Here is how sum() behaves with lists, tuples, sets, and dictionaries.

numbers = [10, 20, 30, 40]
print(sum(numbers))

prices = (12.5, 8.75, 3.0)
print(sum(prices))

unique = {100, 200, 300}
print(sum(unique))

sales = {'a': 10, 'b': 20, 'c': 30}
print(sum(sales))

100
24.25
600
60

The dictionary example deserves a closer look. When you pass a dictionary to sum(), Python iterates over the keys, not the values. That is why sum(sales) returns 60. If you need to sum the values, pass sales.values() instead.

The start Parameter

The second argument to sum() lets you shift the starting point. Instead of beginning at 0, you can add any value first, and then add all iterable elements on top of it.

scores = [85, 90, 78, 92]

total = sum(scores)
print(total)

total_with_bonus = sum(scores, 100)
print(total_with_bonus)

345
445

Using start avoids creating an intermediate object in memory, which matters when you are working with large sequences.

Complex Numbers, Nested Lists, and Common Mistakes

sum() handles complex numbers, and it works with nested lists if you flatten them first.

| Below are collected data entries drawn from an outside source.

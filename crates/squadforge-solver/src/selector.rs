//! Greedy extraction of a squad series.
//!
//! Each squad is optimal for the players left over by the squads before it.
//! The series as a whole is not jointly optimal: a player taken by an earlier
//! squad is never reconsidered, even if a later squad needed them more. Later
//! squads are strictly dependent on earlier ones, so squads are built one
//! after another.

use squadforge_core::{Formation, Pool, SquadSeries};
use tracing::{info, warn};

use crate::branch_and_bound::BranchAndBound;
use crate::optimizer::Optimizer;
use crate::squad_optimizer::{MeanAgeLimit, SquadOptimizer};

/// Builds first-choice, second-choice, ... squads from one pool.
///
/// # Example
///
/// ```
/// use squadforge_core::{Formation, PlayerRecord, Pool};
/// use squadforge_solver::SquadSelector;
///
/// let pool = Pool::new(vec![
///     PlayerRecord::new("A").with_metric("gkd", 14.0),
///     PlayerRecord::new("B").with_metric("gkd", 12.0),
/// ]);
/// let formation = Formation::new([("gkd", 1)]).unwrap();
///
/// let series = SquadSelector::default().select_series(&pool, &formation, 3, None);
/// assert_eq!(series.len(), 2);
/// assert_eq!(series.failure().map(|f| f.squad_index), Some(2));
/// ```
#[derive(Debug, Clone)]
pub struct SquadSelector<O = BranchAndBound> {
    optimizer: SquadOptimizer<O>,
}

impl Default for SquadSelector {
    fn default() -> Self {
        Self::new(SquadOptimizer::default())
    }
}

impl<O: Optimizer> SquadSelector<O> {
    pub fn new(optimizer: SquadOptimizer<O>) -> Self {
        Self { optimizer }
    }

    pub fn optimizer(&self) -> &SquadOptimizer<O> {
        &self.optimizer
    }

    /// Selects up to `count` disjoint squads.
    ///
    /// Stops at the first squad that cannot be built; the squads selected so
    /// far are kept and the error is recorded as the series failure.
    pub fn select_series(
        &self,
        pool: &Pool,
        formation: &Formation,
        count: usize,
        age_limit: Option<MeanAgeLimit>,
    ) -> SquadSeries {
        let mut series = SquadSeries::new();
        let mut remaining = pool.clone();

        for index in 0..count {
            match self.optimizer.select(&remaining, formation, age_limit) {
                Ok(squad) => {
                    remaining = remaining.without_names(squad.names());
                    series.push(squad);
                }
                Err(err) => {
                    warn!(
                        event = "series_stopped",
                        squad_index = index,
                        remaining = remaining.len(),
                        error = %err,
                    );
                    series.fail(err);
                    break;
                }
            }
        }

        info!(
            event = "series_end",
            requested = count,
            selected = series.len(),
            complete = series.is_complete(),
        );
        series
    }
}

#[cfg(test)]
mod tests {
    use super::*;
    use squadforge_core::SelectionError;
    use squadforge_test::club::{club_formation, club_pool};
    use squadforge_test::{formation, player, pool, three_player_pool};

    fn two_squad_pool() -> Pool {
        pool(vec![
            player("G1", &[("gkd", 10.0)]),
            player("C7", &[("cdd", 7.0)]),
            player("C12", &[("cdd", 12.0)]),
            player("G2", &[("gkd", 9.0)]),
            player("C8", &[("cdd", 8.0)]),
            player("C11", &[("cdd", 11.0)]),
        ])
    }

    #[test]
    fn test_two_complete_squads() {
        let series = SquadSelector::default().select_series(
            &two_squad_pool(),
            &formation(&[("gkd", 1), ("cdd", 2)]),
            2,
            None,
        );

        assert!(series.is_complete());
        assert!(series.is_disjoint());
        let first: Vec<_> = series.squads()[0].names().collect();
        let second: Vec<_> = series.squads()[1].names().collect();
        assert_eq!(first, ["G1", "C12", "C11"]);
        assert_eq!(second, ["G2", "C7", "C8"]);
        assert_eq!(series.squads()[0].objective(), 33.0);
        assert_eq!(series.squads()[1].objective(), 24.0);
    }

    #[test]
    fn test_partial_series_keeps_earlier_squads() {
        let series = SquadSelector::default().select_series(
            &three_player_pool(),
            &formation(&[("gkd", 1), ("cdd", 1)]),
            3,
            None,
        );

        assert_eq!(series.len(), 1);
        assert_eq!(series.squads()[0].objective(), 22.0);
        let failure = series.failure().unwrap();
        assert_eq!(failure.squad_index, 1);
        assert!(matches!(failure.error, SelectionError::Infeasible(_)));
    }

    #[test]
    fn test_club_second_eleven_runs_out_of_wide_players() {
        // After the first XI, Flank is the only player able to fill both the
        // last full-back and the last winger slot.
        let series = SquadSelector::default().select_series(&club_pool(), &club_formation(), 3, None);

        assert_eq!(series.len(), 1);
        assert_eq!(series.squads()[0].len(), 11);
        let failure = series.failure().unwrap();
        assert_eq!(failure.squad_index, 1);
        assert!(failure.error.is_recoverable());
    }

    #[test]
    fn test_zero_count_is_empty_and_complete() {
        let series = SquadSelector::default().select_series(
            &three_player_pool(),
            &formation(&[("gkd", 1)]),
            0,
            None,
        );
        assert!(series.is_empty());
        assert!(series.is_complete());
    }

    #[test]
    fn test_age_limit_applies_to_every_squad() {
        let source = pool(vec![
            player("Old", &[("gkd", 15.0)]).with_age(36.0),
            player("Young", &[("gkd", 11.0)]).with_age(19.0),
            player("Mid", &[("gkd", 12.0)]).with_age(27.0),
        ]);
        let series = SquadSelector::default().select_series(
            &source,
            &formation(&[("gkd", 1)]),
            3,
            Some(MeanAgeLimit::new(30.0)),
        );

        let picks: Vec<_> = series.selected_names().collect();
        assert_eq!(picks, ["Mid", "Young"]);
        assert_eq!(series.failure().map(|f| f.squad_index), Some(2));
    }
}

complex_nums = [4 + 3j, 7 + 5j, 2 + 1j]
print(sum(complex_nums))

nested = [[1, 2], [3, 4], [5, 6]]
flat = sum(nested, [])
print(flat)

(13+9j)
[1, 2, 3, 4, 5, 6]

Flattening with sum() works but creates a new list on every addition. For large nested structures, itertools.chain() or a list comprehension is faster.

Dictionaries also work with sum() — it iterates over keys by default. Passing an empty iterable returns the start value. This is useful when working with dynamic data that might be empty.

empty = []
print(sum(empty))
print(sum(empty, 42))

0
42

The most frequent error is mixing types. If you try to sum a list of strings without providing a start value, Python raises a TypeError because it does not know how to add strings to integers.

words = ['apple', 'banana', 'cherry']

# TypeError without start
# total = sum(words)

# Correct: join with empty string as start
total = sum(words, '')
print(total)

applebananacherry

Python sum() vs NumPy sum()

NumPy has its own sum() function that behaves differently for multi-dimensional arrays. NumPy operations are vectorized, which means they run in C rather than Python bytecode. For large arrays, this difference is significant.

import numpy as np

arr = np.array([[1, 2, 3], [4, 5, 6]])

print(np.sum(arr))
print(np.sum(arr, axis=0))
print(np.sum(arr, axis=1))

21
[5 7 9]
[ 6 15]

The built-in sum() cannot handle NumPy arrays row-wise or column-wise. If you are doing numerical work with matrices, NumPy is the right tool. For simple one-dimensional totals, the built-in sum() is lighter and requires no dependency.

FAQ

Q: What does sum() return for an empty list?

sum([]) returns 0, which is the default start value. If you pass a custom start value, that is what gets returned instead.

Q: Can sum() handle strings?

Only with an explicit start value. sum([‘a’, ‘b’], ”) returns ‘ab’. Without a start value, a TypeError is raised because strings cannot be added to integers.

Q: Does sum() work with dictionaries?

sum() iterates over dictionary keys by default. To sum the values, pass the dictionary view object explicitly: sum(d.values()).

Q: Which is faster, sum() or NumPy sum()?

For Python lists with a few dozen elements, the built-in sum() is fast enough. For NumPy arrays with thousands of elements, np.sum() is significantly faster because it executes compiled C code rather than Python loops.

Q: What is the difference between sum() and reduce()?

sum() is a specialized tool for addition. reduce() applies a two-argument callable cumulatively, which means it can handle any operation — multiplication, concatenation, max, and more. sum() is simpler and faster for the specific case of addition.